TASK DETAILS: Every line of the listing that contains the word "ToolResult" is to be copied out.

EXCERPTED DATA:

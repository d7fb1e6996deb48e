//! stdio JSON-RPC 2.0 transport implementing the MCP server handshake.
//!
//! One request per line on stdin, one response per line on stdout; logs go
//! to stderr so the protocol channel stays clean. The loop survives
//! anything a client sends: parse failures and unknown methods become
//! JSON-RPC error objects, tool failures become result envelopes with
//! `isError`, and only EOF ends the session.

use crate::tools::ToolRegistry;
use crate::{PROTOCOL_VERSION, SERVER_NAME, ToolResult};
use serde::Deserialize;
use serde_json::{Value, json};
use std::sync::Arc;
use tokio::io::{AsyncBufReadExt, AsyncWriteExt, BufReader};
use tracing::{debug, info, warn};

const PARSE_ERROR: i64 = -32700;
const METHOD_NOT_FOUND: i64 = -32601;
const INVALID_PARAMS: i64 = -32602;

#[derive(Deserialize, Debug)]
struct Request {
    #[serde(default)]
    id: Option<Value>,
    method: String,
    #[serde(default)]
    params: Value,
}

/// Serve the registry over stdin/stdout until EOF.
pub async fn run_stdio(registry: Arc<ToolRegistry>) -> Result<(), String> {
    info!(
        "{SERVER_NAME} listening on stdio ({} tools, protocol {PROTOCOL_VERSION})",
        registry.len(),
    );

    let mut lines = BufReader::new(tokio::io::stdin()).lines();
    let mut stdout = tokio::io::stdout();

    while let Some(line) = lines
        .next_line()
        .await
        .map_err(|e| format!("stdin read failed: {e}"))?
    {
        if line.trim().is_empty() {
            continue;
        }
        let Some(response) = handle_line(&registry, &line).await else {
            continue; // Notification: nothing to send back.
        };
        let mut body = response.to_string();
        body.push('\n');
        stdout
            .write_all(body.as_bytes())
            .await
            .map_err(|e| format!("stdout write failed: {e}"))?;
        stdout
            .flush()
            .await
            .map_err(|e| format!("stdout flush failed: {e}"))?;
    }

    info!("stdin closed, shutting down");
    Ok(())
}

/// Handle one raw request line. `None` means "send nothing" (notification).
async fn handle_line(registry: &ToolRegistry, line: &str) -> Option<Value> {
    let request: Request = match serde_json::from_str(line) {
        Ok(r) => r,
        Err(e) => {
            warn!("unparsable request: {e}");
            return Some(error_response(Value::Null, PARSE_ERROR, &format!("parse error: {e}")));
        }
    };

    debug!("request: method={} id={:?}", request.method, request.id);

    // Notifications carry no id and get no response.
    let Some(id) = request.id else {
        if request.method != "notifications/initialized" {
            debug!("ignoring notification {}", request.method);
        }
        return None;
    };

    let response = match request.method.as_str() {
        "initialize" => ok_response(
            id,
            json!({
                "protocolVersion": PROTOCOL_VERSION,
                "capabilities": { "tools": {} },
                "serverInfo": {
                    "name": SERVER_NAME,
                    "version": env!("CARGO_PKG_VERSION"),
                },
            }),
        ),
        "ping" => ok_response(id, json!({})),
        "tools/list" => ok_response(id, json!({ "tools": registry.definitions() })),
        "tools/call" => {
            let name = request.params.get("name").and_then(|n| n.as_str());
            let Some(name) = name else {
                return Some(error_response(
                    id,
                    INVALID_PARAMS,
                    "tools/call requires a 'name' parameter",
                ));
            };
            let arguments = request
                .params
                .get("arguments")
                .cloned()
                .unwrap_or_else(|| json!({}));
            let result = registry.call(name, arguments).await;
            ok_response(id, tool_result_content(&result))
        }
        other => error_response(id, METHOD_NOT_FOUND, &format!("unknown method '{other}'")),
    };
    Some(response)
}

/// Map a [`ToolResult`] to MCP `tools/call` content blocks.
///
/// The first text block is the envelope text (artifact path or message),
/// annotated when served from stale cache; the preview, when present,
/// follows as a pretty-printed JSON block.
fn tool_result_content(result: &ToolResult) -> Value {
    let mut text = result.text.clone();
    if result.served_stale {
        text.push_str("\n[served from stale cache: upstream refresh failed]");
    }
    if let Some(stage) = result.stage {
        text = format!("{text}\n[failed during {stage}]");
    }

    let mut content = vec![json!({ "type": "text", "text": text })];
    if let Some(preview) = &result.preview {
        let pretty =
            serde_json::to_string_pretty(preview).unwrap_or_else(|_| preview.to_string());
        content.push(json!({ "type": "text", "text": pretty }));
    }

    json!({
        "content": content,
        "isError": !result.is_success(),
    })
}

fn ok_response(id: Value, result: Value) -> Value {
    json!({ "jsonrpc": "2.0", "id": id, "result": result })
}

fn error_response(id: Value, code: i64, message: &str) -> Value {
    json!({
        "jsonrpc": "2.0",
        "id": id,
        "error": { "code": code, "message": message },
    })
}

THE ANSWER:
use crate::{PROTOCOL_VERSION, SERVER_NAME, ToolResult};
/// Map a [`ToolResult`] to MCP `tools/call` content blocks.
fn tool_result_content(result: &ToolResult) -> Value {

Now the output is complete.